+++ Information +++

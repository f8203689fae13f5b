use std::cell::RefCell;
use std::collections::HashMap;
use std::fs;
use std::path::{Path, PathBuf};

use ownership_model::{relative_to_root, Team, TeamRegistry};
use walkdir::WalkDir;

use crate::error::{ResolverError, Result};
use crate::mapper::{GlobsToOwner, OwnershipMapper};

/// Name of the per-directory marker file.
pub const CODEOWNER_MARKER: &str = ".codeowner";

/// Ownership declared by a `.codeowner` marker file: the marker's directory
/// is owned recursively, and a marker in a nested directory shadows any
/// ancestor's for files beneath it.
///
/// `resolve` walks upward from the file's parent toward the root. Each
/// directory's answer is memoized so sibling-file walks amortize to O(1);
/// the cache distinguishes "marker resolved to this team" and "known to have
/// no marker" (an entry) from "not yet checked" (no entry).
pub struct DirectoryMapper {
    root: PathBuf,
    cache: RefCell<HashMap<PathBuf, Option<Team>>>,
}

impl DirectoryMapper {
    pub fn new(root: impl Into<PathBuf>) -> Self {
        Self {
            root: root.into(),
            cache: RefCell::new(HashMap::new()),
        }
    }

    /// Owner named by the marker in `dir` (relative), if the marker exists.
    /// Consults and fills the per-directory cache.
    fn owner_of_dir(&self, dir: &Path, registry: &TeamRegistry) -> Result<Option<Team>> {
        if let Some(cached) = self.cache.borrow().get(dir) {
            return Ok(cached.clone());
        }

        let marker = self.root.join(dir).join(CODEOWNER_MARKER);
        let owner = if marker.is_file() {
            self.owner_of_marker(&marker, registry)?
        } else {
            None
        };

        self.cache.borrow_mut().insert(dir.to_path_buf(), owner.clone());
        Ok(owner)
    }

    /// Owner named by a marker file: its first non-blank line, trimmed.
    fn owner_of_marker(&self, marker: &Path, registry: &TeamRegistry) -> Result<Option<Team>> {
        let contents = fs::read_to_string(marker)?;
        let Some(name) = contents.lines().map(str::trim).find(|line| !line.is_empty()) else {
            log::warn!("Empty {CODEOWNER_MARKER} marker at {}", marker.display());
            return Ok(None);
        };

        let marker_path = relative_to_root(&self.root, marker)
            .unwrap_or_else(|| marker.display().to_string());
        match registry.find(name) {
            Some(team) => Ok(Some(team.clone())),
            None => Err(ResolverError::team_not_found(name, &marker_path, registry)),
        }
    }
}

impl OwnershipMapper for DirectoryMapper {
    fn resolve(&self, file: &str, registry: &TeamRegistry) -> Result<Option<Team>> {
        let parent = Path::new(file).parent().unwrap_or_else(|| Path::new(""));
        for dir in parent.ancestors() {
            if let Some(team) = self.owner_of_dir(dir, registry)? {
                return Ok(Some(team));
            }
        }
        Ok(None)
    }

    /// Scans the whole tree for markers directly, ignoring `files`: iterating
    /// directories is the authoritative (and cheapest) way to enumerate
    /// marker coverage, and the emitted globs must cover files that do not
    /// exist yet.
    fn globs_to_owner(&self, _files: &[String], registry: &TeamRegistry) -> Result<GlobsToOwner> {
        let mut globs = Vec::new();
        let walk = WalkDir::new(&self.root)
            .into_iter()
            .filter_entry(|entry| entry.file_name() != ".git");
        for entry in walk {
            let entry = entry.map_err(std::io::Error::from)?;
            if !entry.file_type().is_file() || entry.file_name() != CODEOWNER_MARKER {
                continue;
            }
            let Some(team) = self.owner_of_marker(entry.path(), registry)? else {
                continue;
            };

            let dir = entry.path().parent().unwrap_or(&self.root);
            let glob = match relative_to_root(&self.root, dir) {
                Some(relative) => format!("{relative}/**/**"),
                None => "**/**".to_string(), // marker at the project root
            };
            globs.push((glob, team));
        }
        Ok(globs)
    }

    fn label(&self) -> &'static str {
        "Owner in .codeowner"
    }

    fn reset_cache(&self) {
        self.cache.borrow_mut().clear();
    }
}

+++

__Task prompt__
Everything starting at the line containing "registry: &TeamRegistry) -> Result<GlobsToOwner>" and ending at the line containing "let entry = entry.map_err(std::io::Error::from)?;" in the records above should be repeated exactly, and only that.

__Your solution__
    fn globs_to_owner(&self, _files: &[String], registry: &TeamRegistry) -> Result<GlobsToOwner> {
        let mut globs = Vec::new();
        let walk = WalkDir::new(&self.root)
            .into_iter()
            .filter_entry(|entry| entry.file_name() != ".git");
        for entry in walk {
            let entry = entry.map_err(std::io::Error::from)?;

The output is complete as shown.